Heart of the City, which debuted in November 1998, features a girl named Heart who lives in Philadelphia. The character Heart is inspired by Tatulli's daughter Lexa.

Liō, which has been published since May 2006, is a "sweetly dark" pantomime cartoon without dialogue that was inspired by Tatulli's love of the horror movies he watched while growing up as a child in the 1970s. The title character is a "weird little boy" who inhabits a world occupied by aliens, monsters, robots and other strange characters. According to Tatulli, he came up with the name "Lio" because he "wanted a simple name to go with the simple, wordless concept. Just three letters." In 2012, Tatulli released Lio: There's a Monster in My Socks, a book compiling comic strips from the first year that the cartoon was distributed, with a focus on those strips that would most appeal to children.

Recognized in 2009 as "Best Comic Strip" by the National Cartoonists Society, his cartoons were being published in about 400 newspapers around the world by 2012. He has won three Emmy Awards for the production design he did for the cable reality television series Trading Spaces and A Wedding Story.

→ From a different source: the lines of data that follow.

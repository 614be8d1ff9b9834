//! Endpoint and payload selection strategies

use rand::Rng;
use std::sync::atomic::{AtomicUsize, Ordering};

/// Picks an index into a pool of `len` entries
pub trait Selector: Send + Sync {
    /// `len` is never zero
    fn pick(&self, len: usize) -> usize;
}

/// Uniform random choice, spreading load across the pool
#[derive(Debug, Clone, Copy, Default)]
pub struct RandomSelector;

impl Selector for RandomSelector {
    fn pick(&self, len: usize) -> usize {
        if len <= 1 {
            return 0;
        }
        rand::thread_rng().gen_range(0..len)
    }
}

/// Cycles through the pool in order
#[derive(Debug, Default)]
pub struct RoundRobinSelector {
    next: AtomicUsize,
}

impl RoundRobinSelector {
    pub fn new() -> Self {
        Self::default()
    }
}

impl Selector for RoundRobinSelector {
    fn pick(&self, len: usize) -> usize {
        if len == 0 {
            return 0;
        }
        self.next.fetch_add(1, Ordering::Relaxed) % len
    }
}
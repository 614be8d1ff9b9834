//! Quality classification, per-metric grades and speed units

use serde::{Deserialize, Serialize};
use std::fmt;

/// Overall connection quality bucket
#[derive(Debug, Clone, Copy, PartialEq, Eq, PartialOrd, Ord, Serialize, Deserialize)]
pub enum QualityCategory {
    Poor,
    Average,
    Good,
    Excellent,
}

impl QualityCategory {
    /// Classify a 0-100 score
    pub fn from_score(score: u8) -> Self {
        match score {
            0..=29 => Self::Poor,
            30..=59 => Self::Average,
            60..=84 => Self::Good,
            _ => Self::Excellent,
        }
    }
}

impl fmt::Display for QualityCategory {
    fn fmt(&self, f: &mut fmt::Formatter<'_>) -> fmt::Result {
        let name = match self {
            Self::Poor => "Poor",
            Self::Average => "Average",
            Self::Good => "Good",
            Self::Excellent => "Excellent",
        };
        write!(f, "{}", name)
    }
}

/// Result of `estimate_connection_quality`
#[derive(Debug, Clone, Copy, PartialEq, Eq, Serialize, Deserialize)]
pub struct QualityReport {
    pub score: u8,
    pub quality: QualityCategory,
}

/// Letter grade for a single metric
#[derive(Debug, Clone, Copy, PartialEq, Eq, PartialOrd, Ord, Serialize, Deserialize)]
pub enum Grade {
    #[serde(rename = "A+")]
    APlus,
    A,
    B,
    C,
    D,
    F,
}

impl Grade {
    pub fn as_str(&self) -> &'static str {
        match self {
            Self::APlus => "A+",
            Self::A => "A",
            Self::B => "B",
            Self::C => "C",
            Self::D => "D",
            Self::F => "F",
        }
    }

    /// Grade a latency in milliseconds (lower is better)
    pub fn for_ping(ms: f64) -> Self {
        if !ms.is_finite() || ms < 0.0 {
            return Self::F;
        }
        match ms {
            v if v < 20.0 => Self::APlus,
            v if v < 50.0 => Self::A,
            v if v < 80.0 => Self::B,
            v if v < 120.0 => Self::C,
            v if v < 200.0 => Self::D,
            _ => Self::F,
        }
    }

    /// Grade a download speed in Mbps
    pub fn for_download(mbps: f64) -> Self {
        Self::from_thresholds(mbps, [150.0, 100.0, 50.0, 25.0, 10.0])
    }

    /// Grade an upload speed in Mbps
    pub fn for_upload(mbps: f64) -> Self {
        Self::from_thresholds(mbps, [100.0, 50.0, 25.0, 10.0, 5.0])
    }

    // Thresholds are strict lower bounds for A+, A, B, C and D
    fn from_thresholds(value: f64, thresholds: [f64; 5]) -> Self {
        const GRADES: [Grade; 5] = [Grade::APlus, Grade::A, Grade::B, Grade::C, Grade::D];
        GRADES
            .iter()
            .zip(thresholds)
            .find(|(_, threshold)| value > *threshold)
            .map(|(grade, _)| *grade)
            .unwrap_or(Self::F)
    }
}

impl fmt::Display for Grade {
    fn fmt(&self, f: &mut fmt::Formatter<'_>) -> fmt::Result {
        write!(f, "{}", self.as_str())
    }
}

/// Display unit for throughput values
#[derive(Debug, Clone, Copy, Default, PartialEq, Eq, Serialize, Deserialize)]
pub enum SpeedUnit {
    /// Megabits per second
    #[default]
    Mbps,
    /// Megabytes per second (1 MB/s = 8 Mbps)
    MBps,
}

impl SpeedUnit {
    /// Convert a Mbps value into this unit
    pub fn convert(&self, mbps: f64) -> f64 {
        match self {
            Self::Mbps => mbps,
            Self::MBps => mbps / 8.0,
        }
    }

    /// One-decimal representation; `"0"` when there is no value yet
    pub fn format(&self, mbps: Option<f64>) -> String {
        match mbps {
            Some(value) if value.is_finite() => format!("{:.1}", self.convert(value)),
            _ => "0".to_string(),
        }
    }

    pub fn suffix(&self) -> &'static str {
        match self {
            Self::Mbps => "Mbps",
            Self::MBps => "MB/s",
        }
    }

    /// Value and suffix together, e.g. `"12.5 MB/s"`
    pub fn format_with_suffix(&self, mbps: Option<f64>) -> String {
        format!("{} {}", self.format(mbps), self.suffix())
    }
}

#[cfg(test)]
mod tests {
    use super::*;

    #[test]
    fn test_quality_category_boundaries() {
        assert_eq!(QualityCategory::from_score(0), QualityCategory::Poor);
        assert_eq!(QualityCategory::from_score(29), QualityCategory::Poor);
        assert_eq!(QualityCategory::from_score(30), QualityCategory::Average);
        assert_eq!(QualityCategory::from_score(59), QualityCategory::Average);
        assert_eq!(QualityCategory::from_score(60), QualityCategory::Good);
        assert_eq!(QualityCategory::from_score(84), QualityCategory::Good);
        assert_eq!(QualityCategory::from_score(85), QualityCategory::Excellent);
        assert_eq!(QualityCategory::from_score(100), QualityCategory::Excellent);
    }

    #[test]
    fn test_ping_grades() {
        assert_eq!(Grade::for_ping(5.0), Grade::APlus);
        assert_eq!(Grade::for_ping(20.0), Grade::A);
        assert_eq!(Grade::for_ping(79.9), Grade::B);
        assert_eq!(Grade::for_ping(119.0), Grade::C);
        assert_eq!(Grade::for_ping(199.0), Grade::D);
        assert_eq!(Grade::for_ping(200.0), Grade::F);
        assert_eq!(Grade::for_ping(f64::NAN), Grade::F);
    }

    #[test]
    fn test_throughput_grades() {
        assert_eq!(Grade::for_download(151.0), Grade::APlus);
        assert_eq!(Grade::for_download(150.0), Grade::A);
        assert_eq!(Grade::for_download(60.0), Grade::B);
        assert_eq!(Grade::for_download(26.0), Grade::C);
        assert_eq!(Grade::for_download(11.0), Grade::D);
        assert_eq!(Grade::for_download(10.0), Grade::F);

        assert_eq!(Grade::for_upload(101.0), Grade::APlus);
        assert_eq!(Grade::for_upload(6.0), Grade::D);
        assert_eq!(Grade::for_upload(5.0), Grade::F);
        assert_eq!(Grade::for_upload(f64::NAN), Grade::F);
    }

    #[test]
    fn test_grade_display() {
        assert_eq!(Grade::APlus.to_string(), "A+");
        assert_eq!(serde_json::to_string(&Grade::APlus).unwrap(), "\"A+\"");
    }

    #[test]
    fn test_speed_unit_formatting() {
        assert_eq!(SpeedUnit::Mbps.format(Some(93.26)), "93.3");
        assert_eq!(SpeedUnit::MBps.format(Some(100.0)), "12.5");
        assert_eq!(SpeedUnit::MBps.format(None), "0");
        assert_eq!(SpeedUnit::Mbps.format(Some(f64::INFINITY)), "0");
        assert_eq!(SpeedUnit::MBps.format_with_suffix(Some(8.0)), "1.0 MB/s");
        assert_eq!(SpeedUnit::default().suffix(), "Mbps");
    }
}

Tatulli is also the author/illustrator of the middle-grade novel series, "Desmond Pucket". Three books in the series were released: Desmond Pucket Makes Monster Magic (2013), Desmond Pucket and the Mountain Full of Monsters (2014/2015), and Desmond Pucket and the Cloverfield Junior High Carnival of Horrors (2016).

Tatulli released a biographical graphic novel, Short and Skinny in 2018. It chronicles a summer in middle school in which he was inspired by the original Star Wars (film) to make his own parody of the film, while dealing with navigating relationships with bullies, friends, parents and body image.

In late 2019, Tatulli decided to retire from drawing “Heart of the City” after 22 years, choosing instead to focus on "Liō" and creating graphic novels. Andrews McMeel Syndication began searching for a cartoonist to continue the strip and announced in April 2020 that St. Louis-based African-American cartoonist Steenz (real name Christina Stewart) would take over the writing and drawing of “Heart of the City,” adopting a completely new art style. The last daily "Heart of the City" strip drawn by Tatulli was published April 25, 2020, with the last Tatulli-drawn Sunday "Heart" strip published May 17.